YOUR GOAL:
Check each line of the material, and show the ones that include the word "sums".

(MATERIAL SUPPLIED)

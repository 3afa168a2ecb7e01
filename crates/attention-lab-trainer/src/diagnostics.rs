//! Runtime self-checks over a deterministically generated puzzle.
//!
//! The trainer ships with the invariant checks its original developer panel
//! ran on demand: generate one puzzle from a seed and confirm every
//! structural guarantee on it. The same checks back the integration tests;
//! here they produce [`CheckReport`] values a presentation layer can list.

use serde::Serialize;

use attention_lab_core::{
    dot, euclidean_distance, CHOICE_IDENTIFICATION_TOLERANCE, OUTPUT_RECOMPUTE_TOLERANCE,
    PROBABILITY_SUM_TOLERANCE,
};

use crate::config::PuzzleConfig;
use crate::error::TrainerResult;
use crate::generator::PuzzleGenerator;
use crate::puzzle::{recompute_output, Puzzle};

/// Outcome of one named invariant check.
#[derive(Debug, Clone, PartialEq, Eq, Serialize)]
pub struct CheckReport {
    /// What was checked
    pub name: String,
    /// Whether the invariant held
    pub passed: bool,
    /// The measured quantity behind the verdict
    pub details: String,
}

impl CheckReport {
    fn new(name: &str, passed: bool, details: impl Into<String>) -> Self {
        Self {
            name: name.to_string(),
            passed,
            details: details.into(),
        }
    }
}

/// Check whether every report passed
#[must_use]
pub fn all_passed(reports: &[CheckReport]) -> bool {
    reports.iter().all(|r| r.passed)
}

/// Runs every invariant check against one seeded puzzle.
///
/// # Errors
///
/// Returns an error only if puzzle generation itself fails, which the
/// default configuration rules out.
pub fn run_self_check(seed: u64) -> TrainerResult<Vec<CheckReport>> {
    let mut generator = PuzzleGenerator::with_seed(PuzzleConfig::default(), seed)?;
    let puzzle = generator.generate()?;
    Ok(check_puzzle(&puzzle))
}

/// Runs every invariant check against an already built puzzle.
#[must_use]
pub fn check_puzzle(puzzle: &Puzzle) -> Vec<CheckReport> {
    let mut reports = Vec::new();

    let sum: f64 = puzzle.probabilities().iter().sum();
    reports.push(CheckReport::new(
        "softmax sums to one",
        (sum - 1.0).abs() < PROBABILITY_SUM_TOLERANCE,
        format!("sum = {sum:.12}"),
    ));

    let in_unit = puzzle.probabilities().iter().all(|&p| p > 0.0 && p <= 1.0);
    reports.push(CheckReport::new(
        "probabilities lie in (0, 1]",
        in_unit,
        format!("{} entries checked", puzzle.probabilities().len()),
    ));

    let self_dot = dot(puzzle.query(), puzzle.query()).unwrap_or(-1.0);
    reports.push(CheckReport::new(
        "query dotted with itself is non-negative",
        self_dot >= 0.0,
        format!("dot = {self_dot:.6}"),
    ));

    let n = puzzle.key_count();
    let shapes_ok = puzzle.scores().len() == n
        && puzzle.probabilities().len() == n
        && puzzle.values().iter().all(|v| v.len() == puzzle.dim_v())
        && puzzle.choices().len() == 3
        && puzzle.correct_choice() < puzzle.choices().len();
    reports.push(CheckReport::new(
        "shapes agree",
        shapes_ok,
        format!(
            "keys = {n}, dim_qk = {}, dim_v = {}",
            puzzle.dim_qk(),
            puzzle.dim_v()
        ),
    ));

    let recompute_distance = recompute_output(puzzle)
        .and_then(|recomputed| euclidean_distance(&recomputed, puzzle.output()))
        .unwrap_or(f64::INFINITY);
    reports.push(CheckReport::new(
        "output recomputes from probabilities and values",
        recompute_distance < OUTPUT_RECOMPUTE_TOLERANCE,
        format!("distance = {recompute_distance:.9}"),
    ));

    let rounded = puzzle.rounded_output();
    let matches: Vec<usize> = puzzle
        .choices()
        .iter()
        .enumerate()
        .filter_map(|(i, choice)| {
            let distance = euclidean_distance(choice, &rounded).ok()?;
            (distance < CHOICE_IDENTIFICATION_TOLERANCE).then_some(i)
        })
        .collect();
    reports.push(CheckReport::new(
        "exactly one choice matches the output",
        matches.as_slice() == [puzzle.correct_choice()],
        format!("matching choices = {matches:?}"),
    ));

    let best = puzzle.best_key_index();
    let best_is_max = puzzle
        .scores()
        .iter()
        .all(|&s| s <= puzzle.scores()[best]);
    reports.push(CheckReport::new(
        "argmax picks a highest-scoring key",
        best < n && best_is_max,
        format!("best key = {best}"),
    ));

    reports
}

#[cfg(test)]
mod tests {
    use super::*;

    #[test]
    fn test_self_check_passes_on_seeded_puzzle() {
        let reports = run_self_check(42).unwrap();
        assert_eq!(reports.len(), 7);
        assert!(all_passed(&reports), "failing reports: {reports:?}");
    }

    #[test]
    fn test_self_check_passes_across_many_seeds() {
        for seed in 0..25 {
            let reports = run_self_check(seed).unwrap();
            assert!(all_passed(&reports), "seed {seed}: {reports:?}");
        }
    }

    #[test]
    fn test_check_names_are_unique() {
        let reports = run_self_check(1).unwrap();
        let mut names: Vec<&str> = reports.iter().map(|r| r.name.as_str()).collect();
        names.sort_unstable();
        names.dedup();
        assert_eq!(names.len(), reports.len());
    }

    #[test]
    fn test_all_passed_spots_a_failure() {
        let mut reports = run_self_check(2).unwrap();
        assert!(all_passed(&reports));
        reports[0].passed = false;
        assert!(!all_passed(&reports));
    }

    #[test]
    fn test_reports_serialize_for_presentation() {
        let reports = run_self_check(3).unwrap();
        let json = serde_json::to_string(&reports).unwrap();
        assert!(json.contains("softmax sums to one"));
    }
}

(End MATERIAL SUPPLIED)

RESPONSE BELOW:
        "softmax sums to one",
        assert!(json.contains("softmax sums to one"));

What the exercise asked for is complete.